Posted: 2/6/2012 3:05:43 PM by Lesa Ukman | with 1 comments

I was in Switzerland last week meeting with Jean-Claude Biver about his keynote at Leap, IEG’s 2012 Sponsorship Conference next month.

Biver is chairman of the board of Hublot S.A. and has put the Swiss watch company on the map. Sponsorship has played a starring role in the brand’s transformation.

He joined the company as CEO and became a minority shareholder in 2004. In less than seven years, he has signed deals with UEFA, Manchester United, FIFA World Cup, Formula 1, FIS Nordic World Ski Championships, America’s Cup, Ajax FC, Flamengo FC Brazil, Mexican Football Federation, Hand in Hand (orphans in India), African Wildlife Foundation, Monaco Yacht Club and dozens more. Sales have skyrocketed and in 2008, Hublot was acquired by LVMH.

Biver’s approach to sponsorship is as iconic as Hublot watches’ porthole design:

Be first, be unique, be different. Hublot was the first luxury brand to sponsor European football. It stood out from the crowd of sponsors by giving all of its UEFA signage to a nonprofit working to abolish racism in football.

Use the reach of sports and entertainment to communicate an idea or value. As soon as you pay more than 50 Swiss francs (about $50) for a watch, you’re being irrational, Biver said, because that is the cost of a Swatch, which is as good as it gets for time-keeping.

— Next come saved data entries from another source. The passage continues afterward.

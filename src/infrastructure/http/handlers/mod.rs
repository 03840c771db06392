//! HTTP Handlers

mod audio;
mod ping;
mod story;

pub use audio::*;
pub use ping::*;
pub use story::*;
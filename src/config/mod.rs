//! Configuration Module
//!
//! 提供应用配置管理功能，支持多层级配置来源：
//! - 环境变量（最高优先级）
//! - 配置文件（TOML 格式）
//! - 默认值（最低优先级）

mod loader;
mod types;

pub use loader::{load_config, load_config_from_path, print_config, ConfigError};
pub use types::{
    AppConfig, AudioConfig, LogConfig, ServerConfig, StorageConfig, TtsConfig, TtsEngineKind,
};
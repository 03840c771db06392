//! 应用层 - 用例编排
//!
//! 包含：
//! - ports: 六边形架构端口定义（TtsEngine、AudioCodec、OutputStorage）
//! - commands: CQRS 命令及处理器（单条/批量生成）
//! - queries: CQRS 查询及处理器（成品音频读取）
//! - error: 应用层错误定义

pub mod commands;
pub mod error;
pub mod ports;
pub mod queries;

// Re-exports
pub use commands::{
    BackgroundMusic, BatchCreateStoryAudio, BatchStoryAudio, CreateStoryAudio, StoryAudio,
    // Handlers
    handlers::{
        BatchCreateStoryAudioHandler, CreateStoryAudioHandler, PipelineOptions, StoryAudioPipeline,
    },
};

pub use error::ApplicationError;

pub use ports::{
    // Codec
    AudioCodecPort,
    AudioFormat,
    CodecError,
    EncodeConfig,
    // Output storage
    OutputStorageError,
    OutputStoragePort,
    // TTS engine
    SynthesisRequest,
    SynthesisResponse,
    TtsEnginePort,
    TtsError,
};

pub use queries::{
    handlers::GetOutputAudioHandler, GetOutputAudio, OutputAudioData, OutputAudioInfo,
};
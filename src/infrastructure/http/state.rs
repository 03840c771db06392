//! Application State
//!
//! 包含所有 Command/Query Handlers 的应用状态

use std::sync::Arc;

use crate::application::{
    // Command handlers
    BatchCreateStoryAudioHandler, CreateStoryAudioHandler, StoryAudioPipeline,
    // Query handlers
    GetOutputAudioHandler,
    // Ports
    AudioCodecPort, OutputStoragePort, PipelineOptions, TtsEnginePort,
};
use crate::domain::audio::DEFAULT_MUSIC_VOLUME_DB;

/// 应用状态
pub struct AppState {
    // ========== Ports ==========
    pub tts_engine: Arc<dyn TtsEnginePort>,

    /// 对外访问的基础 URL，用于拼接播放地址
    pub base_url: String,

    /// 表单未提交背景音量时使用的值（dB）
    pub default_music_volume_db: f32,

    // ========== Command Handlers ==========
    pub create_story_handler: CreateStoryAudioHandler,
    pub batch_story_handler: BatchCreateStoryAudioHandler,

    // ========== Query Handlers ==========
    pub get_output_audio_handler: GetOutputAudioHandler,
}

impl AppState {
    /// 创建应用状态
    pub fn new(
        tts_engine: Arc<dyn TtsEnginePort>,
        codec: Arc<dyn AudioCodecPort>,
        storage: Arc<dyn OutputStoragePort>,
        options: PipelineOptions,
        base_url: impl Into<String>,
    ) -> Self {
        let pipeline = Arc::new(StoryAudioPipeline::new(
            tts_engine.clone(),
            codec,
            storage.clone(),
            options,
        ));

        Self {
            tts_engine,
            base_url: base_url.into(),
            default_music_volume_db: DEFAULT_MUSIC_VOLUME_DB,

            // Command handlers
            create_story_handler: CreateStoryAudioHandler::new(pipeline.clone()),
            batch_story_handler: BatchCreateStoryAudioHandler::new(pipeline),

            // Query handlers
            get_output_audio_handler: GetOutputAudioHandler::new(storage),
        }
    }

    pub fn with_default_music_volume(mut self, db: f32) -> Self {
        self.default_music_volume_db = db;
        self
    }
}
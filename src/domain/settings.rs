//! 请求级合成参数
//!
//! 每个请求构造一次，按值传入编排器，不持久化。

use thiserror::Error;

use super::audio::DEFAULT_MUSIC_VOLUME_DB;

pub const MIN_SPEED: f32 = 0.5;
pub const MAX_SPEED: f32 = 2.0;
pub const MIN_MUSIC_VOLUME_DB: f32 = -30.0;
pub const MAX_MUSIC_VOLUME_DB: f32 = 0.0;

#[derive(Debug, Error, PartialEq)]
pub enum SettingsError {
    #[error("语速必须在 0.5 到 2.0 之间: {0}")]
    SpeedOutOfRange(f32),

    #[error("背景音乐音量必须在 -30 到 0 dB 之间: {0}")]
    MusicVolumeOutOfRange(f32),
}

/// 合成参数
#[derive(Debug, Clone, Copy, PartialEq)]
pub struct SynthesisSettings {
    speed: f32,
    music_volume_db: f32,
}

impl Default for SynthesisSettings {
    fn default() -> Self {
        Self {
            speed: 1.0,
            music_volume_db: DEFAULT_MUSIC_VOLUME_DB,
        }
    }
}

impl SynthesisSettings {
    pub fn new(speed: f32, music_volume_db: f32) -> Result<Self, SettingsError> {
        if !(MIN_SPEED..=MAX_SPEED).contains(&speed) {
            return Err(SettingsError::SpeedOutOfRange(speed));
        }
        if !(MIN_MUSIC_VOLUME_DB..=MAX_MUSIC_VOLUME_DB).contains(&music_volume_db) {
            return Err(SettingsError::MusicVolumeOutOfRange(music_volume_db));
        }
        Ok(Self {
            speed,
            music_volume_db,
        })
    }

    pub fn with_speed(speed: f32) -> Result<Self, SettingsError> {
        Self::new(speed, DEFAULT_MUSIC_VOLUME_DB)
    }

    pub fn speed(&self) -> f32 {
        self.speed
    }

    /// 表单上选择的背景音乐音量
    ///
    /// 只做记录，混音始终使用 [`DEFAULT_MUSIC_VOLUME_DB`]。
    pub fn music_volume_db(&self) -> f32 {
        self.music_volume_db
    }
}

Sponsorship takes consumers beyond pure rational decision-making by demonstrating brand values and making people want to be a part of them.

For example, around its ManU deal, Hublot conducts fundraisers for UNICEF, the club’s official charity. With skier Bode Miller, Hublot sponsors the athlete’s Int’l Turtle Foundation. In addition to sponsoring the NBA’s Miami Heat, Hublot has committed to raising a minimum $750,000 for the team’s charitable foundation.

And, in the less than two years it has been official timepiece/timekeeper for F1, Hublot has produced eight co-branded F1 timepieces, raising money for the Ayrton Senna Institute, a foundation created by the Brazilian F1 star’s family after his fatal crash.

“The watch has become a communicating tool, a dream, an emotion,” Biver said.

Collaborate in areas beyond marketing. “We must give to sponsorship an asset each time we sponsor,” Biver said. “We need to build it out to reflect our DNA rather than just putting the logo everywhere.”

For example, Hublot’s new five-year partnership with Ferrari includes the expected—“official watch and timekeeper of Ferrari”; “timekeeper of Scuderia Ferrari,” the company's racing arm; and co-branded watches. But the collaboration also covers joint research into avant garde technologies and materials; Hublot designed portholes on the Ferrari dashboard; sales of Hublot watches in Ferrari’s 50 stores worldwide; shared events in emerging markets; and Ferrari materials incorporated into Hublot timepieces. “The team and the watch are just the tip of the iceberg,” said Biver.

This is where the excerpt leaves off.